- [Exercise objective]
Report back every line in the data that includes the string "tail".

- [Given records]
//! Subprocess invocation of the external agent.
//!
//! The agent command is an opaque capability: it receives a prompt on
//! stdin and emits findings and marker tags on stdout. Each invocation's
//! prompt and captured output are written to the run's log directory,
//! named by stage and iteration.

use anyhow::{Context, Result};
use std::path::{Path, PathBuf};
use std::time::Instant;
use tokio::io::AsyncWriteExt;
use tokio::process::Command;
use tracing::{debug, info};

pub struct AgentInvoker {
    cmd: String,
    log_dir: PathBuf,
}

impl AgentInvoker {
    pub fn new(cmd: &str, log_dir: &Path) -> Self {
        Self {
            cmd: cmd.to_string(),
            log_dir: log_dir.to_path_buf(),
        }
    }

    fn prompt_file(&self, label: &str, iteration: u32) -> PathBuf {
        self.log_dir
            .join(format!("stage-{}-iter-{}-prompt.md", label, iteration))
    }

    fn output_file(&self, label: &str, iteration: u32) -> PathBuf {
        self.log_dir
            .join(format!("stage-{}-iter-{}-output.log", label, iteration))
    }

    /// Run the agent once: prompt in on stdin, captured stdout back.
    ///
    /// A non-zero exit is an invocation failure; the stderr tail is
    /// included in the error.
    pub async fn invoke(&self, label: &str, iteration: u32, prompt: &str) -> Result<String> {
        std::fs::create_dir_all(&self.log_dir).context("Failed to create log directory")?;
        let prompt_file = self.prompt_file(label, iteration);
        std::fs::write(&prompt_file, prompt).context("Failed to write prompt file")?;

        debug!(label, iteration, cmd = %self.cmd, "invoking agent");
        let start = Instant::now();

        let mut child = Command::new("sh")
            .arg("-c")
            .arg(&self.cmd)
            .stdin(std::process::Stdio::piped())
            .stdout(std::process::Stdio::piped())
            .stderr(std::process::Stdio::piped())
            .spawn()
            .with_context(|| format!("Failed to spawn agent command: {}", self.cmd))?;

        if let Some(mut stdin) = child.stdin.take() {
            // The agent may exit without draining stdin; a broken pipe here
            // is its prerogative, the exit status tells the real story.
            let _ = stdin.write_all(prompt.as_bytes()).await;
            let _ = stdin.shutdown().await;
        }

        let output = child
            .wait_with_output()
            .await
            .context("Failed to wait for agent process")?;

        let stdout = String::from_utf8_lossy(&output.stdout).into_owned();
        let output_file = self.output_file(label, iteration);
        std::fs::write(&output_file, &stdout).context("Failed to write output file")?;

        info!(
            label,
            iteration,
            elapsed_secs = start.elapsed().as_secs_f64(),
            exit = output.status.code().unwrap_or(-1),
            "agent invocation finished"
        );

        if !output.status.success() {
            let stderr = String::from_utf8_lossy(&output.stderr);
            let tail: String = stderr
                .lines()
                .rev()
                .take(5)
                .collect::<Vec<_>>()
                .into_iter()
                .rev()
                .collect::<Vec<_>>()
                .join("\n");
            anyhow::bail!(
                "agent exited with code {}: {}",
                output.status.code().unwrap_or(-1),
                tail
            );
        }

        Ok(stdout)
    }
}

/// Run a success-predicate command (test or consistency check) in the
/// project directory, reporting whether it exited zero.
pub async fn run_check_command(cmd: &str, project_dir: &Path) -> Result<bool> {
    debug!(cmd, "running check command");
    let status = Command::new("sh")
        .arg("-c")
        .arg(cmd)
        .current_dir(project_dir)
        .stdout(std::process::Stdio::null())
        .stderr(std::process::Stdio::null())
        .status()
        .await
        .with_context(|| format!("Failed to run check command: {}", cmd))?;
    Ok(status.success())
}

- [Answer below]
    /// A non-zero exit is an invocation failure; the stderr tail is
            let tail: String = stderr
                tail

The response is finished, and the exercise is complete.